What is expected —
In the listing, find every line that has the string "reqwest" and copy it.

------------------------------------------------

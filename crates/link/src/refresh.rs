//! Refresh-token exchange port and its OAuth2 HTTP implementation.

use std::future::Future;
use std::pin::Pin;
use std::sync::Arc;

use chrono::TimeDelta;
use serde::{Deserialize, Serialize};
use tracing::debug;

use crate::clock::Clock;
use crate::credentials::Credentials;

/// Outcome classes of a failed refresh exchange.
#[derive(Debug, Clone, PartialEq, Eq, thiserror::Error)]
pub enum RefreshError {
    /// The refresh token is permanently unusable (`invalid_grant` and kin).
    #[error("refresh token rejected: {0}")]
    InvalidGrant(String),

    /// Anything that might succeed on a later attempt.
    #[error("refresh failed: {0}")]
    Transient(String),
}

pub type RefreshFuture<'a> =
    Pin<Box<dyn Future<Output = Result<Credentials, RefreshError>> + Send + 'a>>;

/// Exchanges a refresh token for a new credential pair.
pub trait TokenRefresher: Send + Sync {
    fn refresh<'a>(
        &'a self,
        server_id: &'a str,
        token_url: &'a str,
        refresh_token: &'a str,
    ) -> RefreshFuture<'a>;
}

#[derive(Debug, Serialize)]
struct RefreshRequest<'a> {
    grant_type: &'static str,
    refresh_token: &'a str,
}

#[derive(Debug, Deserialize)]
struct TokenResponse {
    access_token: String,
    #[serde(default)]
    refresh_token: Option<String>,
    expires_in: i64,
}

#[derive(Debug, Default, Deserialize)]
struct OAuthErrorBody {
    #[serde(default)]
    error: String,
    #[serde(default)]
    error_description: Option<String>,
}

/// OAuth2 `refresh_token` grant over HTTP.
pub struct HttpTokenRefresher {
    http_client: reqwest::Client,
    clock: Arc<dyn Clock>,
}

impl HttpTokenRefresher {
    pub fn new(http_client: reqwest::Client, clock: Arc<dyn Clock>) -> Self {
        Self { http_client, clock }
    }

    async fn exchange(
        &self,
        server_id: &str,
        token_url: &str,
        refresh_token: &str,
    ) -> Result<Credentials, RefreshError> {
        debug!(server = %server_id, url = %token_url, "refreshing access token");
        let body = RefreshRequest {
            grant_type: "refresh_token",
            refresh_token,
        };
        let response = self
            .http_client
            .post(token_url)
            .json(&body)
            .send()
            .await
            .map_err(|e| RefreshError::Transient(format!("request to {token_url} failed: {e}")))?;

        let status = response.status();
        let text = response
            .text()
            .await
            .map_err(|e| RefreshError::Transient(format!("failed to read response: {e}")))?;

        if !status.is_success() {
            return Err(classify_failure(status.as_u16(), &text));
        }

        let token: TokenResponse = serde_json::from_str(&text)
            .map_err(|e| RefreshError::Transient(format!("malformed token response: {e}")))?;

        Ok(Credentials {
            access_token: token.access_token,
            // Servers that don't rotate refresh tokens omit the field.
            refresh_token: token
                .refresh_token
                .unwrap_or_else(|| refresh_token.to_string()),
            expires_at: self.clock.now() + TimeDelta::seconds(token.expires_in.max(0)),
        })
    }
}

impl TokenRefresher for HttpTokenRefresher {
    fn refresh<'a>(
        &'a self,
        server_id: &'a str,
        token_url: &'a str,
        refresh_token: &'a str,
    ) -> RefreshFuture<'a> {
        Box::pin(self.exchange(server_id, token_url, refresh_token))
    }
}

/// Maps a non-2xx token endpoint response onto a [`RefreshError`].
///
/// Only the RFC 6749 errors that mean "this grant will never work" are
/// permanent; everything else, including 5xx and unparseable bodies, is
/// transient.
pub(crate) fn classify_failure(status: u16, body: &str) -> RefreshError {
    let parsed: OAuthErrorBody = serde_json::from_str(body).unwrap_or_default();
    let permanent = matches!(status, 400 | 401)
        && matches!(
            parsed.error.as_str(),
            "invalid_grant" | "invalid_client" | "unauthorized_client"
        );
    let detail = parsed
        .error_description
        .unwrap_or_else(|| format!("HTTP {status} {}", parsed.error));
    if permanent {
        RefreshError::InvalidGrant(format!("{}: {detail}", parsed.error))
    } else {
        RefreshError::Transient(detail)
    }
}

------------------------------------------------

Response for this exercise —
    http_client: reqwest::Client,
    pub fn new(http_client: reqwest::Client, clock: Arc<dyn Clock>) -> Self {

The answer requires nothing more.